▸ **Task instructions**
Show each line of the data below in which "UnsupportedRemove" occurs.
───── Dataset
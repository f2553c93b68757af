//! `+`/`-` deltas between two weights trees.
//!
//! A delta key without a prefix replaces the base value. `+name` and
//! `-name` combine with the base value of `name` according to the shape
//! of the delta: sets (null-valued mappings) union/difference, sequences
//! concatenate/remove, weighted maps add/subtract weights keeping only
//! positive results. The prefix always strips, so a literal base key that
//! begins with `+` or `-` cannot be addressed by a delta.

use serde_json::{Map, Value};

use super::{weight_value, Document};

/// Failure applying a delta to a base tree.
#[derive(Debug, thiserror::Error)]
pub enum MergeError {
    #[error("Cannot apply merge to non-dict, set, or list type {option}, received {received}.")]
    UnsupportedMerge { option: String, received: String },

    #[error("Cannot apply remove to non-dict, set, or list type {option}, received {received}.")]
    UnsupportedRemove { option: String, received: String },

    #[error("Cannot combine {delta} delta with {option}, which is a {base}.")]
    TypeMismatch {
        option: String,
        base: String,
        delta: String,
    },

    #[error("Cannot remove {element} from {option}: element not present.")]
    MissingElement { option: String, element: String },

    #[error("Weight {weight} of {candidate} in {option} is not an integer.")]
    InvalidWeight {
        option: String,
        candidate: String,
        weight: String,
    },
}

#[derive(Debug, Clone, Copy, PartialEq, Eq)]
enum Op {
    Add,
    Remove,
}

/// Apply `delta` on top of `base`.
///
/// `base` is left untouched when an error is returned.
pub fn update_weights(base: &mut Document, delta: &Document) -> Result<(), MergeError> {
    let mut staged = Map::new();

    for (raw_key, new_value) in delta {
        let name = raw_key.trim_start_matches(['+', '-']);
        let op = if raw_key.starts_with('+') {
            Some(Op::Add)
        } else if raw_key.starts_with('-') {
            Some(Op::Remove)
        } else {
            None
        };

        let current = staged.get(name).or_else(|| base.get(name)).cloned();
        let merged = match (op, current) {
            (Some(op), Some(current)) => combine(op, name, current, new_value)?,
            _ => new_value.clone(),
        };
        staged.insert(name.to_string(), merged);
    }

    for (name, value) in staged {
        base.insert(name, value);
    }
    Ok(())
}

fn combine(op: Op, option: &str, current: Value, delta: &Value) -> Result<Value, MergeError> {
    let mismatch = |current: &Value| MergeError::TypeMismatch {
        option: option.to_string(),
        base: type_name(current).to_string(),
        delta: type_name(delta).to_string(),
    };

    match delta {
        Value::Object(items) if is_set(items) => match current {
            Value::Object(mut set) if set.values().all(Value::is_null) => {
                match op {
                    Op::Add => {
                        for key in items.keys() {
                            set.entry(key.clone()).or_insert(Value::Null);
                        }
                    }
                    Op::Remove => {
                        for key in items.keys() {
                            set.remove(key);
                        }
                    }
                }
                Ok(Value::Object(set))
            }
            other => Err(mismatch(&other)),
        },
        Value::Array(items) => match current {
            Value::Array(mut list) => {
                match op {
                    Op::Add => list.extend(items.iter().cloned()),
                    Op::Remove => {
                        for element in items {
                            let position = list.iter().position(|v| v == element).ok_or_else(|| {
                                MergeError::MissingElement {
                                    option: option.to_string(),
                                    element: element.to_string(),
                                }
                            })?;
                            list.remove(position);
                        }
                    }
                }
                Ok(Value::Array(list))
            }
            other => Err(mismatch(&other)),
        },
        Value::Object(weights) => match current {
            Value::Object(base) => combine_counters(op, option, &base, weights).map(Value::Object),
            other => Err(mismatch(&other)),
        },
        other => {
            let received = type_name(other).to_string();
            let option = option.to_string();
            Err(match op {
                Op::Add => MergeError::UnsupportedMerge { option, received },
                Op::Remove => MergeError::UnsupportedRemove { option, received },
            })
        }
    }
}

/// Element-wise weight arithmetic; zero and negative results are dropped.
fn combine_counters(
    op: Op,
    option: &str,
    base: &Map<String, Value>,
    delta: &Map<String, Value>,
) -> Result<Map<String, Value>, MergeError> {
    let weight = |candidate: &str, raw: &Value| {
        weight_value(raw).ok_or_else(|| MergeError::InvalidWeight {
            option: option.to_string(),
            candidate: candidate.to_string(),
            weight: raw.to_string(),
        })
    };

    let mut totals: Vec<(String, i64)> = Vec::with_capacity(base.len() + delta.len());
    for (candidate, raw) in base {
        totals.push((candidate.clone(), weight(candidate, raw)?));
    }
    for (candidate, raw) in delta {
        let amount = weight(candidate, raw)?;
        let signed = match op {
            Op::Add => amount,
            Op::Remove => -amount,
        };
        match totals.iter_mut().find(|(k, _)| k == candidate) {
            Some((_, total)) => *total += signed,
            None => totals.push((candidate.clone(), signed)),
        }
    }

    Ok(totals
        .into_iter()
        .filter(|(_, total)| *total > 0)
        .map(|(candidate, total)| (candidate, Value::from(total)))
        .collect())
}

fn is_set(map: &Map<String, Value>) -> bool {
    !map.is_empty() && map.values().all(Value::is_null)
}

fn type_name(value: &Value) -> &'static str {
    match value {
        Value::Null => "null",
        Value::Bool(_) => "bool",
        Value::Number(n) if n.is_f64() => "float",
        Value::Number(_) => "int",
        Value::String(_) => "str",
        Value::Array(_) => "list",
        Value::Object(map) if is_set(map) => "set",
        Value::Object(_) => "dict",
    }
}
──────────
▸ **Answer box**
    UnsupportedRemove { option: String, received: String },
                Op::Remove => MergeError::UnsupportedRemove { option, received },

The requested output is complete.